Exercise directions
Below are the entries. Transcribe exactly the lines from the one with "pub mod models;" through the one with "pub(crate) fn run_score(args: ScoreArgs)", ends included, and leave out all others.

Information provided
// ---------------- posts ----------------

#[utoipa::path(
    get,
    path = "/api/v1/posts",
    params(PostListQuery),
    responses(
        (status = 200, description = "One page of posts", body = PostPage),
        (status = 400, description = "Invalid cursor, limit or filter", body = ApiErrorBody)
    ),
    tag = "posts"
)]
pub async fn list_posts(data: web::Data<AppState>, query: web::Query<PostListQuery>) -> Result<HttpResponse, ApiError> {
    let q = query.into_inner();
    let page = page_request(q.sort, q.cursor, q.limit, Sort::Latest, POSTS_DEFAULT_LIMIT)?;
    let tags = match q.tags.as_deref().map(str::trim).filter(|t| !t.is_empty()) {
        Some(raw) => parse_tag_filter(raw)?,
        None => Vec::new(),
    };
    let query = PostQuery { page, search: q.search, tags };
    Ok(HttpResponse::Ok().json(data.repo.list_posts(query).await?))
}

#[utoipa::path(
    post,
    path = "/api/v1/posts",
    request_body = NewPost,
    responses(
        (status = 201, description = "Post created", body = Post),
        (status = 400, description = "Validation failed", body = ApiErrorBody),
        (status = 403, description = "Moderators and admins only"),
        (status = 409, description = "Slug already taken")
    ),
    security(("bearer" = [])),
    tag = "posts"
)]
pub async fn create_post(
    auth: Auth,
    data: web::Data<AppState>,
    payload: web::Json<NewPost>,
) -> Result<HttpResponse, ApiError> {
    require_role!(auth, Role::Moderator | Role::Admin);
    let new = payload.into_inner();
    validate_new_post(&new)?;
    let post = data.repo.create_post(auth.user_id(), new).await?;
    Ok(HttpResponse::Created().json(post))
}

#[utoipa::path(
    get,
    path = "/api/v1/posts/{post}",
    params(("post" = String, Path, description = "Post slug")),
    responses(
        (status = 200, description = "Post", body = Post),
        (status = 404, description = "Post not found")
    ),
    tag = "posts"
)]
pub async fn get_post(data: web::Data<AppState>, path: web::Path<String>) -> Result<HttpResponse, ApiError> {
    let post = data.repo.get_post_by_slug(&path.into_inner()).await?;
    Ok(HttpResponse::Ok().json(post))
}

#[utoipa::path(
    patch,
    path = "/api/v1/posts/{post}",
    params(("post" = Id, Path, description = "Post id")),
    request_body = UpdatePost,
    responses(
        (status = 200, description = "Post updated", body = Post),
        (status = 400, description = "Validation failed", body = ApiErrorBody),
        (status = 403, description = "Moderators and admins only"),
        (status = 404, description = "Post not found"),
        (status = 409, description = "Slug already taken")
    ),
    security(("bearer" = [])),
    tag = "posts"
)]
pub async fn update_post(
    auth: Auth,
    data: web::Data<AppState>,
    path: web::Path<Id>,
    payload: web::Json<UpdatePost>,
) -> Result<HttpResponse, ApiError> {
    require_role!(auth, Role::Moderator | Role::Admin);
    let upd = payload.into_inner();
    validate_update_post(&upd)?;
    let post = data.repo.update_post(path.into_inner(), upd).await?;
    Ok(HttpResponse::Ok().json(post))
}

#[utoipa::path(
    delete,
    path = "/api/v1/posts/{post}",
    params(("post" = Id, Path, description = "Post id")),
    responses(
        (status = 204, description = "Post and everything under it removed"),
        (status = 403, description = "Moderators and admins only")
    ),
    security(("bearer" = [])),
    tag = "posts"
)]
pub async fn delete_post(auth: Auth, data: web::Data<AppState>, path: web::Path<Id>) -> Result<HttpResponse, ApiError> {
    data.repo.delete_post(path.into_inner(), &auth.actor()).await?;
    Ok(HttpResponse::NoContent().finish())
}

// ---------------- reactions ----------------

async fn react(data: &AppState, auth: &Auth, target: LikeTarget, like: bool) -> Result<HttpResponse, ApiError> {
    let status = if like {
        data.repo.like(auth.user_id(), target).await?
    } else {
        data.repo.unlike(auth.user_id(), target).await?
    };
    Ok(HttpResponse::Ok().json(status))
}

==

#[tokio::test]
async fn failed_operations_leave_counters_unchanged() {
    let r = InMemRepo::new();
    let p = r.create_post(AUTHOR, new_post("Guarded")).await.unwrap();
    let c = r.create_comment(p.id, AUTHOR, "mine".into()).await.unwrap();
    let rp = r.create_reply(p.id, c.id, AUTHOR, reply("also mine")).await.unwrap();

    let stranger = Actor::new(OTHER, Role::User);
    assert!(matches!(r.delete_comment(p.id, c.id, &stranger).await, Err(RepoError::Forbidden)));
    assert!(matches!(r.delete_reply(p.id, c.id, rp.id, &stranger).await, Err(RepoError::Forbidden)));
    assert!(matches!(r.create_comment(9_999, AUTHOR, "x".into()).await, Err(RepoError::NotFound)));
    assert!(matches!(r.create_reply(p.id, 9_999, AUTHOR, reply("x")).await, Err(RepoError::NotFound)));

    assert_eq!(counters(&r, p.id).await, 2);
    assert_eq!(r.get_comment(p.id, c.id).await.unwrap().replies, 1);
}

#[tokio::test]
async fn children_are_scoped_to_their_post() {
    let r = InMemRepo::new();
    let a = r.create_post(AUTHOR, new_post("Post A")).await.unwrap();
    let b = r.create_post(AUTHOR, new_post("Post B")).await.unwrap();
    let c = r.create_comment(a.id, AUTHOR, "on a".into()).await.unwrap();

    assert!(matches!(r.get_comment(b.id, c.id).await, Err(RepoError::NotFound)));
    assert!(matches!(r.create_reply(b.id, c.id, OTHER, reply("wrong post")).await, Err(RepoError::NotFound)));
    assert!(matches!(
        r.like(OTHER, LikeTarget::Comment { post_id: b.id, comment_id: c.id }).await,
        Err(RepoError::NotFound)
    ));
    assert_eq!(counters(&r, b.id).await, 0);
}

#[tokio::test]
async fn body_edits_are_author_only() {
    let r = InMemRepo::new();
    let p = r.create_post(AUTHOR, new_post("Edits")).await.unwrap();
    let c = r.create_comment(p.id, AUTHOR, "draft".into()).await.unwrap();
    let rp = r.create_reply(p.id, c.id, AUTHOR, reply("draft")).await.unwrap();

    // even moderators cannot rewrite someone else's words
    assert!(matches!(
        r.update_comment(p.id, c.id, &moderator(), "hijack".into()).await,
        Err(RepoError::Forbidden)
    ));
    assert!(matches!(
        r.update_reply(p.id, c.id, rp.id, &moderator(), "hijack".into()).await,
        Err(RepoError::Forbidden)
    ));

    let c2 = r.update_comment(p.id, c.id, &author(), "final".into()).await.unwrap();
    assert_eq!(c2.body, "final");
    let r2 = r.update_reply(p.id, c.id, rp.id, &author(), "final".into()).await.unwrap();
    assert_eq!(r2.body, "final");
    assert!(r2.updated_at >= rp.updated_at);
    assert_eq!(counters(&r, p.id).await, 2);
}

==

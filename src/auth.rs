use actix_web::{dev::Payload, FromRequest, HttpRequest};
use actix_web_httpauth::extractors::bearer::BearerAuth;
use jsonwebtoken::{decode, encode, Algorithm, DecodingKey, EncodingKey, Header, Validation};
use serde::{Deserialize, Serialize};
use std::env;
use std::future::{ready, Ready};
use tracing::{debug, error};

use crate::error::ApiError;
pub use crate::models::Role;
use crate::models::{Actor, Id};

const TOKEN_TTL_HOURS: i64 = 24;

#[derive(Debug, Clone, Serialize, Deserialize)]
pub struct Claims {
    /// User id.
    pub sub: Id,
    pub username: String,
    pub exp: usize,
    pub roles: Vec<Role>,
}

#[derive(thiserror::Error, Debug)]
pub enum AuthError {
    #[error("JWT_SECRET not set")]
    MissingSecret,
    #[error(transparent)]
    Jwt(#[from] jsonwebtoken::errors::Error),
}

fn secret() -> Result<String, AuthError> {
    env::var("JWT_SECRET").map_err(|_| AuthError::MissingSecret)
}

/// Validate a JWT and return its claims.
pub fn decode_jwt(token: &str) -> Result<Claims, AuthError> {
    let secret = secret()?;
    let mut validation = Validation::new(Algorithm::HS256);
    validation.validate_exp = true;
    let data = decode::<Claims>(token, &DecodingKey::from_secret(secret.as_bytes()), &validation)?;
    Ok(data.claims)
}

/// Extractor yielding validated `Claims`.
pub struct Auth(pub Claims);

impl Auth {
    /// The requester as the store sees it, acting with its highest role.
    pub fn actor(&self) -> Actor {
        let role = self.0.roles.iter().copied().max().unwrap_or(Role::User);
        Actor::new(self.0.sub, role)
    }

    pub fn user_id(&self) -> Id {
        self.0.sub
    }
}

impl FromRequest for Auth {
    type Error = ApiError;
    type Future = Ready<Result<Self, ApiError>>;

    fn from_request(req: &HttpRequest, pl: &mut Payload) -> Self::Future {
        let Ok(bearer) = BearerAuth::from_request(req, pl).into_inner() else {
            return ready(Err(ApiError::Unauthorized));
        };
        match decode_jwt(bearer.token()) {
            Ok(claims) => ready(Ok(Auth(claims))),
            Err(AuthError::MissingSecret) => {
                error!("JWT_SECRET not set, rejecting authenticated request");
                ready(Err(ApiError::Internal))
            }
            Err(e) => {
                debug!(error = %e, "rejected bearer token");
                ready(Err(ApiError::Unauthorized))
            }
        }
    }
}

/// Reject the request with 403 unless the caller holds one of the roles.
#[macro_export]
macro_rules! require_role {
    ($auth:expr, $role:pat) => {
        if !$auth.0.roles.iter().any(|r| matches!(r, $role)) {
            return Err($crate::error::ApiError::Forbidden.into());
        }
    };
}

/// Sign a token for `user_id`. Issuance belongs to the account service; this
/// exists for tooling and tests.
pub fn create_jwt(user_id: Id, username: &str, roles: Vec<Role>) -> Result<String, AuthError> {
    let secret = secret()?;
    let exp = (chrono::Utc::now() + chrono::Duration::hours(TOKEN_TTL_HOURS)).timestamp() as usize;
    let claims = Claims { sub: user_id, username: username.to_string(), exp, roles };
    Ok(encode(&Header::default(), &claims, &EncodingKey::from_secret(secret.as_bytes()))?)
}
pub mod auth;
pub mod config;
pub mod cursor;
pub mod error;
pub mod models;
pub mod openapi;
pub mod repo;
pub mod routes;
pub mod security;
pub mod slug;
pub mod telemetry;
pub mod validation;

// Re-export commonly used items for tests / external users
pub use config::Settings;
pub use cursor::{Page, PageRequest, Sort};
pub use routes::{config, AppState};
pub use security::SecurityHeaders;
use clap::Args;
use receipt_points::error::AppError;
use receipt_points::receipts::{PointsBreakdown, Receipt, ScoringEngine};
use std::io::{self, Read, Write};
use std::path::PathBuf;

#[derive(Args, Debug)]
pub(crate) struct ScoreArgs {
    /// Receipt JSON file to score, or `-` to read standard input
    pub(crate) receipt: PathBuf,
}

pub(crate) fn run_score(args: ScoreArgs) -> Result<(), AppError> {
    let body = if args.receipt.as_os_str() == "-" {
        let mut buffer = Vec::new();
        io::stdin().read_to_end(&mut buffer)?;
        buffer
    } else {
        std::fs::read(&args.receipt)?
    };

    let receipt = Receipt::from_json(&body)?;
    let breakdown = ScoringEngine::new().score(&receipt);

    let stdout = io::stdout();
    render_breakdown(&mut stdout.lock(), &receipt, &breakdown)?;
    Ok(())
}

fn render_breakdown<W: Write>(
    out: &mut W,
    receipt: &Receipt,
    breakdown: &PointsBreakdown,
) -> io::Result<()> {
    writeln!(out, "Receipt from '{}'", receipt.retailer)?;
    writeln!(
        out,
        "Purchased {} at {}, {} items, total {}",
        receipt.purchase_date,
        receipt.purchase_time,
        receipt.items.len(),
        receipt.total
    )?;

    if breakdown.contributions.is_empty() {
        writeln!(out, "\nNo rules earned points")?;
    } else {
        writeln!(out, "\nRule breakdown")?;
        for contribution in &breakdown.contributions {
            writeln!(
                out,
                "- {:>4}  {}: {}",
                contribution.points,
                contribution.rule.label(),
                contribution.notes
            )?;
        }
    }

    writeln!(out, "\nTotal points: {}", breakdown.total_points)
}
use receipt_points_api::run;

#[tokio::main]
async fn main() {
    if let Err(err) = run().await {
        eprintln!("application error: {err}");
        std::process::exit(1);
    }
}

Output for this task
pub mod models;
pub mod openapi;
pub mod repo;
pub mod routes;
pub mod security;
pub mod slug;
pub mod telemetry;
pub mod validation;

// Re-export commonly used items for tests / external users
pub use config::Settings;
pub use cursor::{Page, PageRequest, Sort};
pub use routes::{config, AppState};
pub use security::SecurityHeaders;
use clap::Args;
use receipt_points::error::AppError;
use receipt_points::receipts::{PointsBreakdown, Receipt, ScoringEngine};
use std::io::{self, Read, Write};
use std::path::PathBuf;

#[derive(Args, Debug)]
pub(crate) struct ScoreArgs {
    /// Receipt JSON file to score, or `-` to read standard input
    pub(crate) receipt: PathBuf,
}

pub(crate) fn run_score(args: ScoreArgs) -> Result<(), AppError> {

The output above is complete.